You may have heard of PON — but what does it mean and what does it do?
Simply put, a PON is a passive optical network. The “passive” in passive optical network means that there are no power requirements or active electronic parts in play as the signal goes through the network.
A passive optical network system brings optical fiber communications, including cabling and signals, to the end user. This means that a passive optical network could bring optical fiber communications to various terminus points. Options include fiber-to-the-curb, fiber-to-the-building, or fiber-to-the-home. Each type of passive optical network is set up for different scenarios; for instance, whether the end user is in a large office building requiring corporate technology solutions, or in a single-family residence needing optical fiber communications for personal access.
A passive optical network is set up with an optical line termination at the optical fiber communications company’s office, with optical network units near the end users.
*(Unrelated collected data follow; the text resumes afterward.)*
//! The register table: classification and preset value of every register.
//!
//! This table is the only place register constants live. Preset population
//! reads the `preset` column for every register; the fixed-value validator
//! reads it for the [`Classification::Fixed`] rows, where the preset value
//! is the hardware-mandated constant.

use super::name::{Classification, REGISTER_COUNT, RegisterName};

/// One row of the register table.
#[derive(Debug, Clone, Copy, PartialEq, Eq)]
pub struct RegisterSpec {
    /// Register this row describes
    pub name: RegisterName,
    /// How the register may be changed
    pub classification: Classification,
    /// Value written in preset mode (the mandated constant for fixed registers)
    pub preset: u8,
}

const fn row(name: RegisterName, classification: Classification, preset: u8) -> RegisterSpec {
    RegisterSpec {
        name,
        classification,
        preset,
    }
}

/// Register table, in wire order.
pub static REGISTER_TABLE: [RegisterSpec; REGISTER_COUNT] = {
    use Classification::{Fixed, Free, RequiredPreset};
    use RegisterName as R;

    [
        row(R::I2cLoc1_2, Free, 0xff),
        row(R::I2cLoc3_4, Free, 0xff),
        row(R::AltCfg, Free, 0x03),
        row(R::Direction, Fixed, 0x03),
        row(R::PullUp, Fixed, 0xff),
        row(R::PushPull, Fixed, 0xff),
        row(R::CfgA, Free, 0xfe),
        row(R::CfgB, Free, 0xff),
        row(R::CfgC, Free, 0xff),
        row(R::CfgD, Free, 0xff),
        row(R::CfgE, Free, 0xff),
        row(R::CfgF, Fixed, 0xff),
        row(R::CfgG, Free, 0xff),
        row(R::CfgH, Free, 0xff),
        row(R::CfgI, Fixed, 0xff),
        row(R::CfgJ, Fixed, 0xff),
        row(R::IsValid, Fixed, 0xaa),
        row(R::IsLocked, RequiredPreset, 0x00),
    ]
};

/// Returns the table row for a register.
#[must_use]
pub fn spec(name: RegisterName) -> &'static RegisterSpec {
    &REGISTER_TABLE[name.index()]
}

/// Returns the mandated constant of a fixed register, or `None` otherwise.
#[must_use]
pub fn fixed_value(name: RegisterName) -> Option<u8> {
    let row = spec(name);
    (row.classification == Classification::Fixed).then_some(row.preset)
}

/// Iterates over the fixed registers in wire order.
pub fn fixed_registers() -> impl Iterator<Item = &'static RegisterSpec> {
    REGISTER_TABLE
        .iter()
        .filter(|row| row.classification == Classification::Fixed)
}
There may be as many as 32 optical network unites set up with a single optical line termination.
You may encounter many common types of passive optical network systems. The first is built on asynchronous transfer mode, called APON, later termed as broadband passive optical networks or BPON.
GPON is the successor to APON/BPON. This type of passive optical network is faster than its predecessors and the most common passive optical network for fiber-to-the-home.
Ethernet passive optical network, or EPON, rivals GPON in popularity. EPON uses ethernet technology making it less expensive, but it has yet to reach the same level of acceptance as GPON. It may become a more popular and supported passive optical network system in the future, but optical fiber communications experts are currently unsure of how it will factor into broadband access in the future.
Whether you need consumer access to communications, or corporate technology solutions, fiber networks are often a great solution for your needs. This technology is fast, sustainable, and durable, and it is relatively easy to get started with a passive optical network. Work with experts in optical fiber communications and cabling for a passive optical network, and you will be able to access and enjoy optical fiber communications in your home or business in no time at all.